Today we come to Numbers 5:11-6:27. This section begins with “the law of jealousy” (cf., 5:29). This was the test for an unfaithful wife, and at first reading, we wonder about the implications of this test and why it was even necessary. Its procedures almost seem superstitious when the Bible itself condemns superstitious beliefs. However, there is more to this law than meets the eye. In the ancient world, adultery was no less common than it is in our culture today – often a practice within many heathen cultic religions. This particular, Mosaic legal ritual served at least two purposes, and I want to emphasize that, although this text focuses on the wife’s conduct, nevertheless the principle behind it applies to husbands as well. Here, two observations should be made: [1]. We notice that – in God’s sight - a wife who “sleeps with another man” has incurred an “impurity” even if “undetected” (verse 13). God is able to detect the impurity, and He is able to generate feelings of suspicion in an unsuspecting husband. Keep in mind that this represents God’s pathway for righteousness. If suspicion occurs, the man is to employ God’s method for determining truth – in this case - “to take hie wife to the priest,” who is God’s appointed representative to the people. As God is able to detect impurity, He is also able to reveal the truth to His appointed representative before the people. The truth is not bound up in the procedure or the ritual (God could have chosen any procedure He wanted); the truth is bound up in God’s revelation and the woman’s confession “under oath” (verse 19). If the woman lied, she brought a divine curse on herself “and she will bear the consequences of her sin” (verse 31). Those consequences were severe. [2] This law not only had individual ramifications; it had collective, national applications for all Israel which, on more than one occasion, fell into idolatry. Again – in God’s sight – Israel’s idolatry was national adultery. Similarly, those consequences were also severe.

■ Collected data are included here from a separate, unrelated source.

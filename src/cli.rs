use std::env;
use std::path::PathBuf;

/// Parsed command-line options.
#[derive(Debug, Default)]
pub struct CliOptions {
    pub config: Option<PathBuf>,
    pub telemetry_out: Option<PathBuf>,
    pub help: bool,
}

pub fn parse_args() -> Result<CliOptions, String> {
    let args: Vec<String> = env::args().skip(1).collect();
    parse_args_from(args)
}

pub fn parse_args_from(args: Vec<String>) -> Result<CliOptions, String> {
    let mut opts = CliOptions::default();
    let mut i = 0usize;

    while i < args.len() {
        match args[i].as_str() {
            "--config" => {
                i += 1;
                let path = args.next_or_err(i, "missing value for --config (expected a TOML file path)")?;
                if opts.config.replace(PathBuf::from(path)).is_some() {
                    return Err("--config provided more than once".to_string());
                }
            }
            "--telemetry-out" => {
                i += 1;
                let path = args.next_or_err(
                    i,
                    "missing value for --telemetry-out (expected a file path)",
                )?;
                if opts.telemetry_out.replace(PathBuf::from(path)).is_some() {
                    return Err("--telemetry-out provided more than once".to_string());
                }
            }
            "--help" | "-h" => opts.help = true,
            other => return Err(format!("unknown argument: {other}")),
        }
        i += 1;
    }

    Ok(opts)
}

trait SliceArgExt {
    fn next_or_err(&self, index: usize, err: &str) -> Result<&str, String>;
}

impl SliceArgExt for [String] {
    fn next_or_err(&self, index: usize, err: &str) -> Result<&str, String> {
        self.get(index)
            .map(String::as_str)
            .ok_or_else(|| err.to_string())
    }
}

pub fn print_usage() {
    eprintln!("cosim-bridge - couple a building simulation with external models");
    eprintln!();
    eprintln!("Usage:");
    eprintln!("  cosim-bridge [--config <path>] [--telemetry-out <path>]");
    eprintln!();
    eprintln!("Options:");
    eprintln!("  --config <path>          Load the run configuration from a TOML file");
    eprintln!("  --telemetry-out <path>   Export exchanged values to CSV (needs trace_exchanges)");
    eprintln!("  --help                   Show this help message");
    eprintln!();
    eprintln!("Without --config the demonstration building runs with no coupling.");
}
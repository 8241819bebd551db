//! Client side of the authority's HTTP surface

use async_trait::async_trait;
use std::sync::atomic::{AtomicBool, AtomicU64, Ordering};
use std::sync::Mutex;
use std::time::Duration;

use crate::core::api::Ack;
use crate::core::SignalStore;
use crate::types::{Action, Snapshot, SyncError};
use crate::{PATH_BROADCAST, PATH_PING, REQUEST_TIMEOUT_MS};

/// Anything an observer can read snapshots from and send commands to
#[async_trait]
pub trait AuthorityClient: Send + Sync {
    /// Fetch the current snapshot
    async fn fetch_snapshot(&self, address: &str) -> Result<Snapshot, SyncError>;

    /// Issue one command
    async fn send_command(&self, address: &str, action: Action) -> Result<(), SyncError>;

    /// Liveness probe
    async fn ping(&self, address: &str) -> Result<(), SyncError>;
}

/// Trim whitespace and trailing slashes from an operator-entered address
pub fn normalize_address(address: &str) -> Result<String, SyncError> {
    let trimmed = address.trim().trim_end_matches('/');
    if trimmed.is_empty() {
        return Err(SyncError::NotConfigured);
    }
    Ok(trimmed.to_string())
}

/// `reqwest`-backed authority client
#[derive(Debug, Clone)]
pub struct HttpAuthority {
    client: reqwest::Client,
}

impl HttpAuthority {
    /// Client with the default request timeout
    pub fn new() -> Result<Self, SyncError> {
        Self::with_timeout(Duration::from_millis(REQUEST_TIMEOUT_MS))
    }

    pub fn with_timeout(timeout: Duration) -> Result<Self, SyncError> {
        let client = reqwest::Client::builder().timeout(timeout).build()?;
        Ok(Self { client })
    }

    fn url(address: &str, path: &str) -> Result<String, SyncError> {
        Ok(format!("{}{}", normalize_address(address)?, path))
    }
}

#[async_trait]
impl AuthorityClient for HttpAuthority {
    async fn fetch_snapshot(&self, address: &str) -> Result<Snapshot, SyncError> {
        let url = Self::url(address, PATH_BROADCAST)?;
        let resp = self.client.get(&url).send().await?;
        if !resp.status().is_success() {
            return Err(SyncError::Status(resp.status().as_u16()));
        }
        let bytes = resp.bytes().await?;
        serde_json::from_slice(&bytes).map_err(|e| SyncError::Decode(e.to_string()))
    }

    async fn send_command(&self, address: &str, action: Action) -> Result<(), SyncError> {
        let url = Self::url(address, action.path())?;
        let resp = self.client.post(&url).send().await?;
        if !resp.status().is_success() {
            return Err(SyncError::Status(resp.status().as_u16()));
        }
        Ok(())
    }

    async fn ping(&self, address: &str) -> Result<(), SyncError> {
        let url = Self::url(address, PATH_PING)?;
        let resp = self.client.get(&url).send().await?;
        if !resp.status().is_success() {
            return Err(SyncError::Status(resp.status().as_u16()));
        }
        let ack: Ack = resp.json().await?;
        if ack.ok {
            Ok(())
        } else {
            Err(SyncError::Decode("ping answered ok=false".to_string()))
        }
    }
}

/// In-process authority wrapping its own store
///
/// Serves observers living in the same process as the authority, and lets
/// callers simulate an unreachable authority with `set_offline`.
#[derive(Debug, Default)]
pub struct MemoryAuthority {
    store: Mutex<SignalStore>,
    offline: AtomicBool,
    fetches: AtomicU64,
}

impl MemoryAuthority {
    pub fn new() -> Self {
        Self::default()
    }

    /// Apply a command directly, bypassing the transport
    pub fn apply(&self, action: Action) -> Snapshot {
        let mut store = self.store.lock().unwrap_or_else(|e| e.into_inner());
        store.apply(action.transition())
    }

    pub fn snapshot(&self) -> Snapshot {
        self.store.lock().unwrap_or_else(|e| e.into_inner()).snapshot()
    }

    /// While offline every request fails with a transport error
    pub fn set_offline(&self, offline: bool) {
        self.offline.store(offline, Ordering::SeqCst);
    }

    /// Snapshot fetches served or refused so far
    pub fn fetch_count(&self) -> u64 {
        self.fetches.load(Ordering::SeqCst)
    }

    fn check_online(&self) -> Result<(), SyncError> {
        if self.offline.load(Ordering::SeqCst) {
            return Err(SyncError::Transport("authority unreachable".to_string()));
        }
        Ok(())
    }
}

#[async_trait]
impl AuthorityClient for MemoryAuthority {
    async fn fetch_snapshot(&self, _address: &str) -> Result<Snapshot, SyncError> {
        self.fetches.fetch_add(1, Ordering::SeqCst);
        self.check_online()?;
        Ok(self.snapshot())
    }

    async fn send_command(&self, _address: &str, action: Action) -> Result<(), SyncError> {
        self.check_online()?;
        self.apply(action);
        Ok(())
    }

    async fn ping(&self, _address: &str) -> Result<(), SyncError> {
        self.check_online()
    }
}
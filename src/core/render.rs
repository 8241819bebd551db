//! RoleRenderer: role-dependent interpretation of a snapshot
//!
//! Selection rules:
//! - Scorekeeping channel → at most one of {potential card, scores ready}
//! - Show channel → at most one of {go, stretch, wind down, halt}
//! - Only Broadcast shows the indicator lights; every role shows connectivity
//! - Only Scorekeeper shows action controls

use colored::Colorize;
use serde::Serialize;
use tokio::time::Instant;

use crate::core::{ControlState, DebounceGuard};
use crate::types::{Action, Role, ScorekeepingLight, ShowLight, Snapshot};

/// Connectivity to the authority as the operator sees it
#[derive(Debug, Clone, Copy, PartialEq, Eq, Serialize)]
#[serde(tag = "status", rename_all = "snake_case")]
pub enum ConnectionStatus {
    /// No authority address known
    NotConfigured,
    /// Address known, no successful poll yet
    Connecting,
    Connected,
    /// Failure streak is non-zero
    Disconnected { failures: u32 },
}

/// Everything visible on an observer's screen
#[derive(Debug, Clone, PartialEq, Eq, Serialize)]
pub struct IndicatorView {
    pub role: Role,
    pub connection: ConnectionStatus,
    /// "Set an authority address" banner
    pub no_address: bool,
    /// "Connected, nothing lit" light (broadcast only)
    pub idle: bool,
    pub show: Option<ShowLight>,
    pub scorekeeping: Option<ScorekeepingLight>,
    pub controls: Vec<(Action, ControlState)>,
}

/// Renders snapshots for one fixed role
#[derive(Debug, Clone, Copy)]
pub struct RoleRenderer {
    role: Role,
}

impl RoleRenderer {
    pub fn new(role: Role) -> Self {
        Self { role }
    }

    pub fn role(&self) -> Role {
        self.role
    }

    /// Build the view for a snapshot
    pub fn render(
        &self,
        connection: ConnectionStatus,
        snapshot: &Snapshot,
        guard: &DebounceGuard,
        now: Instant,
    ) -> IndicatorView {
        let configured = connection != ConnectionStatus::NotConfigured;
        let lights = configured && self.role.renders_indicators();

        let controls = if self.role.can_issue_commands() {
            Action::GUARDED
                .iter()
                .chain(std::iter::once(&Action::Clear))
                .map(|a| {
                    let state = if configured {
                        guard.control_state(*a, now)
                    } else {
                        ControlState::Disabled
                    };
                    (*a, state)
                })
                .collect()
        } else {
            Vec::new()
        };

        IndicatorView {
            role: self.role,
            connection,
            no_address: !configured,
            idle: lights && connection == ConnectionStatus::Connected && snapshot.is_clear(),
            show: if lights { snapshot.show_light_state } else { None },
            scorekeeping: if lights { snapshot.sk_light_state } else { None },
            controls,
        }
    }

    /// Cooldown side effects of a Scorekeeping channel transition
    ///
    /// Only a change from `previous` touches the guard; the repeated
    /// identical values raised by every poll are ignored.
    pub fn on_sk_light(
        &self,
        guard: &mut DebounceGuard,
        previous: Option<ScorekeepingLight>,
        light: Option<ScorekeepingLight>,
        now: Instant,
    ) {
        if previous != light {
            guard.observe_scorekeeping(light, self.role.can_issue_commands(), now);
        }
    }

    /// Cooldown side effects of a Show channel transition
    pub fn on_show_light(
        &self,
        guard: &mut DebounceGuard,
        previous: Option<ShowLight>,
        light: Option<ShowLight>,
        now: Instant,
    ) {
        if previous != light {
            guard.observe_show(light, self.role.can_issue_commands(), now);
        }
    }
}

impl IndicatorView {
    /// Is the control for this action offered?
    pub fn control_enabled(&self, action: Action) -> bool {
        self.controls
            .iter()
            .any(|(a, state)| *a == action && state.is_enabled())
    }

    /// Format for terminal display (with colors)
    pub fn to_terminal_string(&self) -> String {
        let mut lines = vec![format!("[{}] {}", self.role, connection_colored(&self.connection))];

        if self.no_address {
            lines.push(format!("  {}", "No authority address set".yellow()));
        }
        if self.idle {
            lines.push(format!("  {}", "● CONNECTED".white()));
        }
        if let Some(show) = self.show {
            let text = format!("● {}", show);
            let lit = match show {
                ShowLight::ShowClear => text.green().bold(),
                ShowLight::StretchForTime => text.cyan().bold(),
                ShowLight::WindDown => text.yellow().bold(),
                ShowLight::Halt => text.red().bold(),
            };
            lines.push(format!("  SHOW  {}", lit));
        }
        if let Some(sk) = self.scorekeeping {
            let text = format!("● {}", sk);
            let lit = match sk {
                ScorekeepingLight::PotentialCard => text.yellow().bold(),
                ScorekeepingLight::ScoresReady => text.blue().bold(),
            };
            lines.push(format!("  SCORE {}", lit));
        }
        if !self.controls.is_empty() {
            let controls: Vec<String> = self
                .controls
                .iter()
                .map(|(a, state)| match state {
                    ControlState::Enabled => format!("[{}]", a).green().to_string(),
                    ControlState::Disabled => format!("[{}]", a).dimmed().to_string(),
                    ControlState::CoolingDown { remaining_ms } => {
                        format!("[{} {}s]", a, remaining_ms.div_ceil(1000)).dimmed().to_string()
                    }
                })
                .collect();
            lines.push(format!("  {}", controls.join(" ")));
        }
        lines.join("\n")
    }

    /// Format for parseable output (no colors)
    pub fn to_parseable_string(&self) -> String {
        let connection = match self.connection {
            ConnectionStatus::NotConfigured => "not_configured".to_string(),
            ConnectionStatus::Connecting => "connecting".to_string(),
            ConnectionStatus::Connected => "connected".to_string(),
            ConnectionStatus::Disconnected { failures } => format!("disconnected({})", failures),
        };
        let show = self.show.map(|l| l.kind().code()).unwrap_or("none");
        let sk = self.scorekeeping.map(|l| l.kind().code()).unwrap_or("none");
        let disabled: Vec<String> = self
            .controls
            .iter()
            .filter(|(_, state)| !state.is_enabled())
            .map(|(a, _)| a.to_string())
            .collect();
        format!(
            "role={} | connection={} | show={} | sk={} | disabled=[{}]",
            self.role,
            connection,
            show,
            sk,
            disabled.join(",")
        )
    }
}

fn connection_colored(connection: &ConnectionStatus) -> String {
    match connection {
        ConnectionStatus::NotConfigured => "NOT CONFIGURED".yellow().to_string(),
        ConnectionStatus::Connecting => "CONNECTING".dimmed().to_string(),
        ConnectionStatus::Connected => "CONNECTED".green().to_string(),
        ConnectionStatus::Disconnected { failures } => {
            format!("DISCONNECTED ({} failed polls)", failures).red().to_string()
        }
    }
}

#[cfg(test)]
mod tests {
    use super::*;
    use std::time::Duration;

    fn all_snapshots() -> Vec<Snapshot> {
        let mut out = Vec::new();
        let shows = std::iter::once(None).chain(ShowLight::ALL.iter().copied().map(Some));
        for show in shows {
            let sks = std::iter::once(None).chain(ScorekeepingLight::ALL.iter().copied().map(Some));
            for sk in sks {
                out.push(Snapshot::new(show, sk));
            }
        }
        out
    }

    #[test]
    fn test_broadcast_mirrors_both_channels() {
        let renderer = RoleRenderer::new(Role::Broadcast);
        let guard = DebounceGuard::default();
        let now = Instant::now();
        for snap in all_snapshots() {
            let view = renderer.render(ConnectionStatus::Connected, &snap, &guard, now);
            assert_eq!(view.show, snap.show_light_state);
            assert_eq!(view.scorekeeping, snap.sk_light_state);
            assert_eq!(view.idle, snap.is_clear());
            assert!(view.controls.is_empty());
        }
    }

    #[test]
    fn test_other_roles_suppress_indicators() {
        let guard = DebounceGuard::default();
        let now = Instant::now();
        let snap = Snapshot::new(Some(ShowLight::Halt), Some(ScorekeepingLight::ScoresReady));
        for role in [Role::Scorekeeper, Role::Director, Role::BackOfHouse] {
            let view = RoleRenderer::new(role).render(ConnectionStatus::Connected, &snap, &guard, now);
            assert_eq!(view.show, None);
            assert_eq!(view.scorekeeping, None);
            assert!(!view.idle);
            assert_eq!(view.connection, ConnectionStatus::Connected);
        }
    }

    #[test]
    fn test_channels_render_independently() {
        let renderer = RoleRenderer::new(Role::Broadcast);
        let guard = DebounceGuard::default();
        let now = Instant::now();
        let before = Snapshot::new(None, Some(ScorekeepingLight::PotentialCard));
        let after = Snapshot::new(Some(ShowLight::WindDown), Some(ScorekeepingLight::PotentialCard));

        let v1 = renderer.render(ConnectionStatus::Connected, &before, &guard, now);
        let v2 = renderer.render(ConnectionStatus::Connected, &after, &guard, now);
        assert_eq!(v1.scorekeeping, v2.scorekeeping);
        assert_ne!(v1.show, v2.show);
    }

    #[test]
    fn test_not_configured() {
        let renderer = RoleRenderer::new(Role::Scorekeeper);
        let guard = DebounceGuard::default();
        let view = renderer.render(ConnectionStatus::NotConfigured, &Snapshot::CLEAR, &guard, Instant::now());
        assert!(view.no_address);
        assert!(view.controls.iter().all(|(_, s)| !s.is_enabled()));
    }

    #[test]
    fn test_scorekeeper_controls_follow_guard() {
        let renderer = RoleRenderer::new(Role::Scorekeeper);
        let mut guard = DebounceGuard::new(Duration::from_secs(30));
        let now = Instant::now();
        renderer.on_sk_light(&mut guard, None, Some(ScorekeepingLight::ScoresReady), now);

        let view = renderer.render(ConnectionStatus::Connected, &Snapshot::CLEAR, &guard, now);
        assert!(!view.control_enabled(Action::ScoresReady));
        assert!(view.control_enabled(Action::PotentialCard));
        assert!(view.control_enabled(Action::Clear));

        renderer.on_sk_light(&mut guard, Some(ScorekeepingLight::ScoresReady), None, now);
        let view = renderer.render(ConnectionStatus::Connected, &Snapshot::CLEAR, &guard, now);
        assert!(view.control_enabled(Action::ScoresReady));
    }

    #[test]
    fn test_unchanged_channel_leaves_guard_alone() {
        let renderer = RoleRenderer::new(Role::Scorekeeper);
        let mut guard = DebounceGuard::new(Duration::from_secs(30));
        let now = Instant::now();
        guard.arm(Action::ScoresReady, now);
        guard.arm(Action::Halt, now);

        renderer.on_sk_light(&mut guard, None, None, now);
        renderer.on_sk_light(
            &mut guard,
            Some(ScorekeepingLight::PotentialCard),
            Some(ScorekeepingLight::PotentialCard),
            now,
        );
        renderer.on_show_light(&mut guard, Some(ShowLight::ShowClear), Some(ShowLight::ShowClear), now);
        assert!(guard.is_armed(Action::ScoresReady));
        assert!(guard.is_armed(Action::Halt));
    }

    #[test]
    fn test_broadcast_never_arms() {
        let renderer = RoleRenderer::new(Role::Broadcast);
        let mut guard = DebounceGuard::default();
        renderer.on_show_light(&mut guard, None, Some(ShowLight::Halt), Instant::now());
        assert_eq!(guard.next_deadline(), None);
    }

    #[test]
    fn test_parseable_string() {
        let renderer = RoleRenderer::new(Role::Broadcast);
        let guard = DebounceGuard::default();
        let snap = Snapshot::new(Some(ShowLight::Halt), None);
        let view = renderer.render(
            ConnectionStatus::Disconnected { failures: 2 },
            &snap,
            &guard,
            Instant::now(),
        );
        assert_eq!(
            view.to_parseable_string(),
            "role=BRD | connection=disconnected(2) | show=halt | sk=none | disabled=[]"
        );
    }
}
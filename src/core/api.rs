//! HTTP command surface for the authority
//!
//! Endpoints:
//! - GET  /api/ping                        - Liveness probe
//! - GET  /api/broadcast                   - Current snapshot
//! - POST /api/scorekeeper/clear           - Clear both channels
//! - POST /api/scorekeeper/potential_card  - Scorekeeping → potential card
//! - POST /api/scorekeeper/scores_ready    - Scorekeeping → scores ready
//! - POST /api/scorekeeper/show_go         - Show → show clear
//! - POST /api/scorekeeper/show_halt       - Show → halt
//! - GET  /api/director, GET /api/boh      - Placeholders, no transition

use axum::{
    extract::State,
    http::StatusCode,
    response::Json,
    routing::{get, post},
    Router,
};
use serde::{Deserialize, Serialize};
use std::sync::Arc;
use tokio::sync::RwLock;

use crate::core::SignalStore;
use crate::types::{Action, Snapshot};
use crate::{PATH_BROADCAST, PATH_PING};

/// App state
pub struct AppState {
    /// Sole owner of the channels; handlers take the write lock for exactly one transition
    pub store: RwLock<SignalStore>,
}

/// Acknowledgement body for pings and commands
#[derive(Debug, Clone, Copy, PartialEq, Eq, Serialize, Deserialize)]
pub struct Ack {
    pub ok: bool,
}

impl Ack {
    pub const OK: Ack = Ack { ok: true };
}

/// Create the API router around a fresh store
pub fn create_router() -> Router {
    create_router_with_store(SignalStore::new())
}

/// Create the API router around an existing store
pub fn create_router_with_store(store: SignalStore) -> Router {
    let state = Arc::new(AppState {
        store: RwLock::new(store),
    });

    Router::new()
        .route(PATH_PING, get(ping))
        .route(PATH_BROADCAST, get(broadcast))
        .route(Action::Clear.path(), post(clear))
        .route(Action::PotentialCard.path(), post(potential_card))
        .route(Action::ScoresReady.path(), post(scores_ready))
        .route(Action::ShowGo.path(), post(show_go))
        .route(Action::Halt.path(), post(show_halt))
        .route("/api/director", get(placeholder))
        .route("/api/boh", get(placeholder))
        .with_state(state)
}

/// Liveness probe
async fn ping() -> Json<Ack> {
    Json(Ack::OK)
}

/// Current snapshot
async fn broadcast(State(state): State<Arc<AppState>>) -> Json<Snapshot> {
    let store = state.store.read().await;
    Json(store.snapshot())
}

async fn clear(State(state): State<Arc<AppState>>) -> Json<Ack> {
    apply(&state, Action::Clear).await
}

async fn potential_card(State(state): State<Arc<AppState>>) -> Json<Ack> {
    apply(&state, Action::PotentialCard).await
}

async fn scores_ready(State(state): State<Arc<AppState>>) -> Json<Ack> {
    apply(&state, Action::ScoresReady).await
}

async fn show_go(State(state): State<Arc<AppState>>) -> Json<Ack> {
    apply(&state, Action::ShowGo).await
}

async fn show_halt(State(state): State<Arc<AppState>>) -> Json<Ack> {
    apply(&state, Action::Halt).await
}

/// Director / back-of-house endpoints have no command semantics yet
async fn placeholder() -> StatusCode {
    StatusCode::OK
}

/// Apply exactly one transition under the write lock
async fn apply(state: &AppState, action: Action) -> Json<Ack> {
    let mut store = state.store.write().await;
    let snapshot = store.apply(action.transition());
    tracing::info!(
        command = %action,
        show = ?snapshot.show_light_state,
        sk = ?snapshot.sk_light_state,
        transitions = store.transition_count(),
        "command applied"
    );
    Json(Ack::OK)
}

/// Run the API server
pub async fn run_server(addr: &str) -> Result<(), Box<dyn std::error::Error>> {
    let router = create_router();
    let listener = tokio::net::TcpListener::bind(addr).await?;
    tracing::info!(%addr, "stacklight authority listening");
    println!("🚦 Stacklight authority running on {}", listener.local_addr()?);
    println!("  GET  /api/ping                       - Liveness probe");
    println!("  GET  /api/broadcast                  - Current snapshot");
    println!("  POST /api/scorekeeper/clear          - Clear both channels");
    println!("  POST /api/scorekeeper/potential_card - Potential card");
    println!("  POST /api/scorekeeper/scores_ready   - Scores ready");
    println!("  POST /api/scorekeeper/show_go        - Show go");
    println!("  POST /api/scorekeeper/show_halt      - Halt");
    axum::serve(listener, router).await?;
    Ok(())
}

From the days of my youth, I have made an effort to give Proverbs 7:6-20 my own personal, regular, and special attention. I thank God for its truth and wisdom. The writer observed that this young man was “simple” and “had no sense” (verse 7). Growing up, I had often seen several similar young people – simple and without sense - who are compared here to “an ox going to the slaughter, a deer stepping into a noose, and a bird ensnared - little knowing it will cost him his life” (verses 22-23). As a teenager, I witnessed this truth in the lives of many simple and senseless peers who traded their innocence for a moment of temporal popularity. The saddest expression about people like those described in Proverbs 7 is that they are most unfaithful to God and to themselves - the ones to whom they should be most faithful. Although unfaithfulness clearly can be forgiven, nevertheless, its subsequent regret, heartache, and destruction shipwreck one’s own life the most - rendering it largely ineffective. Praise God for His example of faithfulness to us and for His command that we be found faithful before Him. If you are a young person reading this, I would admonish you – never exchange your virtue for anything less than complete chastity.

In Luke 2:1-20, we read the most glorious news ever told – the birth of our Savior, Jesus Christ. This is a divinely inspired, accurate, historical account of God’s entry into His own universe – Mary “gave birth to her firstborn, a son” (verse 7), accompanied by the angelic news, “Today in the town of David a Savior has been born to you; he is Christ the Lord” (verse 11), and followed by “a great company of the heavenly host … praising God and saying, ‘Glory to God in the highest, and on earth peace to men on whom his favor rests’” (verse 14). Since that night, no news has ever been that good!